Louise Rosenblatt (1995) theorized that reading is a transaction between a reader, an author, and a text. She suggested that readers sometimes take an efferent stance, in which they focus on what they can take away from an encounter with text, but may also take an aesthetic stance, in which they “live through” and experience the text through images and memories that are evoked and emotional responses that they feel. Probst (1998) states that, “If efferent reading is purposeful and directed, working toward a defined end, then aesthetic reading is exploratory and responsive, alert to unforeseen possibilities, curious about detours and digressions, playful and experimental. Above all it acknowledges the experience of the reader” (p. 128). Probst and Rosenblatt call for teachers to provide students with opportunities to share and develop both aesthetic and efferent responses to what they read. Virginia Monseau (1992) suggests that teachers should see themselves and their students as a “community of readers,” in which teachers refrain from imposing their own ideas and interpretations, as well as those of literary scholars on their students. The ideas of these scholars informed the research described below.
Over the course of four years, I facilitated faculty-student book clubs in two New York City middle schools as well as served as a literacy coach in a number of English language arts teachers’ classrooms. During this time I collected qualitative data, including field notes of classroom observations and audio recordings (which were transcribed) of the faculty-student book club meetings. In order to look for answers to the question, “How do the responses and opinions of young people to adolescent novels compare to those of adults?” I identified seven novels, all Newbery Award winners from 1994 to 2000. Each had been discussed in faculty-student book clubs and/or read and discussed by students and teachers in English language arts classes in the two middle schools. I made and analyzed field notes from eleven classroom literature discussions of the novels as well as transcriptions of the audio recordings made during the student-teacher book club discussions. These served as the major source of data.
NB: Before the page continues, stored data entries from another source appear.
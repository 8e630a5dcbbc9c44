//! Rendering of server and client configurations
//!
//! Everything here is pure text generation so the output can be compared
//! byte for byte against what `wg-quick` reads back.

use crate::config::NetworkSection;
use crate::wg_config::{Section, WgConfig};
use crate::InstanceAllocation;
use ipnet::Ipv4Net;
use std::net::Ipv4Addr;

/// Routes all client traffic through the tunnel
pub const CLIENT_ALLOWED_IPS: &str = "0.0.0.0/0, ::/0";

/// Inputs for one client configuration
#[derive(Debug, Clone)]
pub struct ClientParams<'a> {
    pub private_key: &'a str,
    /// Client address with the instance prefix, e.g. `10.0.1.2/24`
    pub address: Ipv4Net,
    pub server_public_key: &'a str,
    pub endpoint: Ipv4Addr,
    pub endpoint_port: u16,
}

pub fn client_config(params: &ClientParams<'_>, network: &NetworkSection) -> String {
    let config = WgConfig {
        interface: Section::new()
            .with("PrivateKey", params.private_key)
            .with("Address", params.address.to_string())
            .with("DNS", network.dns.as_str()),
        peers: vec![Section::new()
            .with("PublicKey", params.server_public_key)
            .with(
                "Endpoint",
                format!("{}:{}", params.endpoint, params.endpoint_port),
            )
            .with("AllowedIPs", CLIENT_ALLOWED_IPS)
            .with(
                "PersistentKeepalive",
                network.persistent_keepalive.to_string(),
            )],
    };
    config.render()
}

/// Server side `[Peer]` stanza admitting exactly one address
pub fn server_peer(public_key: &str, address: Ipv4Addr) -> Section {
    Section::new()
        .with("PublicKey", public_key)
        .with("AllowedIPs", format!("{}/32", address))
}

/// Append a peer stanza to existing server config text, leaving the rest untouched
pub fn append_peer(server_text: &str, peer: &Section) -> String {
    let mut out = server_text.trim_end().to_string();
    out.push_str("\n\n");
    out.push_str(&peer.render("[Peer]"));
    out
}

/// Remove the `[Peer]` section whose `PublicKey` is `public_key`
///
/// Returns `None` if no such section exists. Sections are joined by one
/// blank line in the result.
pub fn remove_peer(server_text: &str, public_key: &str) -> Option<String> {
    let mut blocks: Vec<Vec<&str>> = vec![Vec::new()];
    for line in server_text.lines() {
        if line.trim_start().starts_with('[') {
            blocks.push(Vec::new());
        }
        if let Some(block) = blocks.last_mut() {
            block.push(line);
        }
    }

    let before = blocks.len();
    blocks.retain(|block| !(is_peer_block(block) && block_key(block) == Some(public_key)));
    if blocks.len() == before {
        return None;
    }

    let kept: Vec<String> = blocks
        .iter()
        .map(|b| b.join("\n").trim().to_string())
        .filter(|b| !b.is_empty())
        .collect();
    let mut out = kept.join("\n\n");
    out.push('\n');
    Some(out)
}

fn is_peer_block(block: &[&str]) -> bool {
    block
        .first()
        .map(|l| l.trim().eq_ignore_ascii_case("[peer]"))
        .unwrap_or(false)
}

fn block_key<'a>(block: &[&'a str]) -> Option<&'a str> {
    block.iter().find_map(|line| {
        let (key, value) = line.split_once('=')?;
        key.trim()
            .eq_ignore_ascii_case("PublicKey")
            .then_some(value.trim())
    })
}

/// Firewall hooks for one instance
///
/// Accepts forwarding on the interface, source-NATs the subnet to
/// `public_ip` out of `external_iface`, and DNATs every port of the forwarded
/// range on `public_ip` to the listen port.
pub fn firewall_hooks(
    allocation: &InstanceAllocation,
    public_ip: Ipv4Addr,
    external_iface: &str,
) -> (String, String) {
    let hook = |op: char| {
        format!(
            "iptables -{op} FORWARD -i %i -j ACCEPT; \
             iptables -{op} FORWARD -o %i -j ACCEPT; \
             iptables -t nat -{op} POSTROUTING -s {subnet} -o {ext} -j SNAT --to-source {ip}; \
             for port in $(seq {start} {end}); do iptables -t nat -{op} PREROUTING -d {ip} -p udp --dport $port -j DNAT --to-destination {ip}:{listen}; done",
            op = op,
            subnet = allocation.subnet(),
            ext = external_iface,
            ip = public_ip,
            start = allocation.forward_range.start,
            end = allocation.forward_range.end,
            listen = allocation.listen_port,
        )
    };
    (hook('A'), hook('D'))
}

/// Full server configuration for a new instance
pub fn server_config(
    allocation: &InstanceAllocation,
    private_key: &str,
    public_ip: Ipv4Addr,
    external_iface: &str,
    peers: Vec<Section>,
) -> WgConfig {
    let (post_up, post_down) = firewall_hooks(allocation, public_ip, external_iface);
    WgConfig {
        interface: Section::new()
            .with("Address", allocation.server_address.to_string())
            .with("ListenPort", allocation.listen_port.to_string())
            .with("PrivateKey", private_key)
            .with("PostUp", post_up)
            .with("PostDown", post_down),
        peers,
    }
}

#[cfg(test)]
mod tests {
    use super::*;
    use crate::config::EngineConfig;
    use crate::PortRange;

    fn allocation() -> InstanceAllocation {
        InstanceAllocation {
            ordinal: 0,
            name: "wg0".to_string(),
            listen_port: 52835,
            forward_range: PortRange::new(55835, 56834),
            server_address: "10.0.1.1/24".parse().unwrap(),
        }
    }

    #[test]
    fn test_client_config_layout() {
        let network = EngineConfig::default().network;
        let text = client_config(
            &ClientParams {
                private_key: "cli",
                address: "10.0.1.2/24".parse().unwrap(),
                server_public_key: "srv",
                endpoint: Ipv4Addr::new(203, 0, 113, 5),
                endpoint_port: 52835,
            },
            &network,
        );
        assert_eq!(
            text,
            "[Interface]\nPrivateKey = cli\nAddress = 10.0.1.2/24\nDNS = 1.1.1.1\n\n\
             [Peer]\nPublicKey = srv\nEndpoint = 203.0.113.5:52835\nAllowedIPs = 0.0.0.0/0, ::/0\nPersistentKeepalive = 25\n"
        );
    }

    #[test]
    fn test_server_config_hooks() {
        let config = server_config(
            &allocation(),
            "key",
            Ipv4Addr::new(203, 0, 113, 5),
            "eth0",
            vec![server_peer("peer1", Ipv4Addr::new(10, 0, 1, 2))],
        );
        let post_up = config.interface.get("PostUp").unwrap();
        assert!(post_up.contains("-s 10.0.1.0/24 -o eth0 -j SNAT --to-source 203.0.113.5"));
        assert!(post_up.contains("$(seq 55835 56834)"));
        assert!(post_up.contains("--to-destination 203.0.113.5:52835"));
        assert!(config.interface.get("PostDown").unwrap().contains("iptables -D FORWARD"));

        let text = config.render();
        assert!(text.ends_with("\n\n[Peer]\nPublicKey = peer1\nAllowedIPs = 10.0.1.2/32\n"));
    }

    #[test]
    fn test_append_and_remove_peer() {
        let base = "[Interface]\nAddress = 10.0.1.1/24\nListenPort = 52835\n\n[Peer]\nPublicKey = one\nAllowedIPs = 10.0.1.2/32\n";
        let appended = append_peer(base, &server_peer("two", Ipv4Addr::new(10, 0, 1, 3)));
        assert_eq!(
            appended,
            format!("{}\n[Peer]\nPublicKey = two\nAllowedIPs = 10.0.1.3/32\n", base)
        );

        let removed = remove_peer(&appended, "one").unwrap();
        assert_eq!(
            removed,
            "[Interface]\nAddress = 10.0.1.1/24\nListenPort = 52835\n\n[Peer]\nPublicKey = two\nAllowedIPs = 10.0.1.3/32\n"
        );
        assert_eq!(remove_peer(&removed, "two").unwrap(), "[Interface]\nAddress = 10.0.1.1/24\nListenPort = 52835\n");
        assert!(remove_peer(base, "missing").is_none());
    }
}
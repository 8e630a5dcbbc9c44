//! Guarded command execution for ad-hoc inspection
//!
//! Interactive programs would hang an exec channel that has no terminal, so
//! they are rejected before anything is sent and the caller gets a
//! non-interactive alternative instead.

use crate::session::{CommandOutput, SessionRegistry};
use crate::{Error, Result};

const INTERACTIVE: &[&str] = &["vim", "vi", "nano", "emacs", "top", "htop", "less", "more"];

fn alternative(program: &str) -> &'static str {
    match program {
        "vim" | "vi" | "nano" | "emacs" => {
            "Use 'cat <file>' to view a file or 'echo \"content\" > <file>' to write one"
        }
        "top" | "htop" => "Use 'ps aux' to list processes",
        "less" | "more" => "Use 'cat <file>' to view the file",
        _ => "Use a non-interactive command instead",
    }
}

/// The program a command line would run, skipping `sudo` and any directory
fn program_of(command: &str) -> Option<&str> {
    let mut words = command.split_whitespace();
    let mut first = words.next()?;
    if first == "sudo" {
        first = words.find(|w| !w.starts_with('-'))?;
    }
    Some(first.rsplit('/').next().unwrap_or(first))
}

/// Reject interactive programs, naming an alternative
pub fn check_command(command: &str) -> Result<()> {
    match program_of(command) {
        Some(program) if INTERACTIVE.contains(&program) => Err(Error::CommandRejected {
            program: program.to_string(),
            suggestion: alternative(program).to_string(),
        }),
        Some(_) => Ok(()),
        None => Err(Error::validation("Command cannot be empty")),
    }
}

/// Run one command on the session registered for `host_id`
pub fn execute(registry: &SessionRegistry, host_id: &str, command: &str) -> Result<CommandOutput> {
    let shell = registry.get(host_id)?;
    check_command(command)?;
    log::info!("[{}] exec: {}", host_id, command);
    shell.exec(command)
}
//! Error types for the wg-remote-core crate

use serde::{Deserialize, Serialize};
use thiserror::Error;

/// Machine-checkable classification of an [`Error`]
#[derive(Debug, Clone, Copy, PartialEq, Eq, Serialize, Deserialize)]
#[serde(rename_all = "snake_case")]
pub enum ErrorKind {
    Connectivity,
    SessionNotFound,
    CommandRejected,
    InstanceNotFound,
    PeerNotFound,
    SubnetExhausted,
    NoPublicAddress,
    Lifecycle,
    Provisioning,
    Config,
    Validation,
    Io,
    Parse,
}

/// Why a connection attempt failed
#[derive(Debug, Clone, Copy, PartialEq, Eq, Serialize, Deserialize)]
#[serde(rename_all = "snake_case")]
pub enum ConnectHint {
    AuthenticationFailed,
    KeyRejected,
    TimedOut,
    Refused,
    Unresolvable,
    Other,
}

impl ConnectHint {
    pub fn advice(&self) -> &'static str {
        match self {
            ConnectHint::AuthenticationFailed => {
                "Authentication failed. Check the password and that the server allows password login"
            }
            ConnectHint::KeyRejected => {
                "Key authentication failed. Check the key format and that the public key is installed on the server"
            }
            ConnectHint::TimedOut => {
                "Connection timed out. Check the host address, port and firewall settings"
            }
            ConnectHint::Refused => {
                "Connection refused. Check that the SSH service is running and the port is correct"
            }
            ConnectHint::Unresolvable => "Host does not exist. Check the server address",
            ConnectHint::Other => "SSH connection failed",
        }
    }
}

/// Step of a peer add/remove that failed after the host may have been mutated
#[derive(Debug, Clone, Copy, PartialEq, Eq, Serialize, Deserialize)]
#[serde(rename_all = "snake_case")]
pub enum LifecycleStep {
    ReadServerConfig,
    GenerateKeys,
    WriteClientConfig,
    AppendServerPeer,
    RewriteServerConfig,
    DeletePeerFiles,
    RestartService,
}

impl std::fmt::Display for LifecycleStep {
    fn fmt(&self, f: &mut std::fmt::Formatter<'_>) -> std::fmt::Result {
        let s = match self {
            LifecycleStep::ReadServerConfig => "read server config",
            LifecycleStep::GenerateKeys => "generate keys",
            LifecycleStep::WriteClientConfig => "write client config",
            LifecycleStep::AppendServerPeer => "append server peer",
            LifecycleStep::RewriteServerConfig => "rewrite server config",
            LifecycleStep::DeletePeerFiles => "delete peer files",
            LifecycleStep::RestartService => "restart service",
        };
        f.write_str(s)
    }
}

#[derive(Error, Debug)]
pub enum Error {
    #[error("IO error: {0}")]
    Io(#[from] std::io::Error),

    #[error("Configuration error: {0}")]
    Config(String),

    #[error("Validation error: {0}")]
    Validation(String),

    #[error("Connection to {host}:{port} failed: {message} ({})", hint.advice())]
    Connection {
        host: String,
        port: u16,
        hint: ConnectHint,
        message: String,
    },

    #[error("SSH error: {0}")]
    Ssh(#[from] ssh2::Error),

    #[error("No active session for host '{0}'")]
    SessionNotFound(String),

    #[error("'{program}' is an interactive command and cannot run here. {suggestion}")]
    CommandRejected { program: String, suggestion: String },

    #[error("WireGuard instance '{0}' does not exist")]
    InstanceNotFound(String),

    #[error("Peer {ordinal} of instance '{instance}' not found")]
    PeerNotFound { instance: String, ordinal: u32 },

    #[error("No free address left in subnet {0}")]
    SubnetExhausted(String),

    #[error("Could not determine a public IPv4 address for instance '{0}'")]
    NoPublicAddress(String),

    #[error("Peer operation on '{instance}' failed at step '{step}': {message}")]
    Lifecycle {
        instance: String,
        step: LifecycleStep,
        message: String,
    },

    #[error("Provisioning failed: {0}")]
    Provisioning(String),

    #[error("Parse error: {0}")]
    Parse(String),

    #[error("Serialization error: {0}")]
    Serialization(#[from] toml::ser::Error),

    #[error("Deserialization error: {0}")]
    Deserialization(#[from] toml::de::Error),

    #[error("JSON error: {0}")]
    Json(#[from] serde_json::Error),
}

pub type Result<T> = std::result::Result<T, Error>;

impl Error {
    pub fn config(msg: impl Into<String>) -> Self {
        Error::Config(msg.into())
    }

    pub fn validation(msg: impl Into<String>) -> Self {
        Error::Validation(msg.into())
    }

    pub fn parse(msg: impl Into<String>) -> Self {
        Error::Parse(msg.into())
    }

    pub fn provisioning(msg: impl Into<String>) -> Self {
        Error::Provisioning(msg.into())
    }

    pub fn lifecycle(instance: &str, step: LifecycleStep, msg: impl Into<String>) -> Self {
        Error::Lifecycle {
            instance: instance.to_string(),
            step,
            message: msg.into(),
        }
    }

    pub fn kind(&self) -> ErrorKind {
        match self {
            Error::Io(_) => ErrorKind::Io,
            Error::Config(_) | Error::Serialization(_) | Error::Deserialization(_) => {
                ErrorKind::Config
            }
            Error::Validation(_) => ErrorKind::Validation,
            Error::Connection { .. } | Error::Ssh(_) => ErrorKind::Connectivity,
            Error::SessionNotFound(_) => ErrorKind::SessionNotFound,
            Error::CommandRejected { .. } => ErrorKind::CommandRejected,
            Error::InstanceNotFound(_) => ErrorKind::InstanceNotFound,
            Error::PeerNotFound { .. } => ErrorKind::PeerNotFound,
            Error::SubnetExhausted(_) => ErrorKind::SubnetExhausted,
            Error::NoPublicAddress(_) => ErrorKind::NoPublicAddress,
            Error::Lifecycle { .. } => ErrorKind::Lifecycle,
            Error::Provisioning(_) => ErrorKind::Provisioning,
            Error::Parse(_) | Error::Json(_) => ErrorKind::Parse,
        }
    }
}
Following the data analysis strategies described by qualitative researchers (Bogdan & Biklen, 1992; Huberman & Miles, 1994) I first engaged in a general review of the classroom field notes and transcriptions of the book club meetings, making notes in the margins of the transcripts and field notes. I then coded each of the transcripts and field notes. At first, this task proved to be somewhat difficult. Bleich (1980) has suggested that a common problem facing researchers studying literature discussion and reader response has to do with the difficulty of developing and applying specific categories of responses that accurately fit the data collected. Because the literature discussions I was examining focused on Newbery Award winners, I decided to create a coding scheme based on the criteria used by the Newbery Committee in order to determine how the young people and adults in this community responded to the various literary elements of the books.
This coding of the transcripts and field notes of literature discussions enabled me to make generalizations about the way that adults and young people responded to specific aspects of the literature in their discussions, and about their overall evaluations of the books. When the data from student responses were compared to those of adult responses, a number of clear patterns emerged.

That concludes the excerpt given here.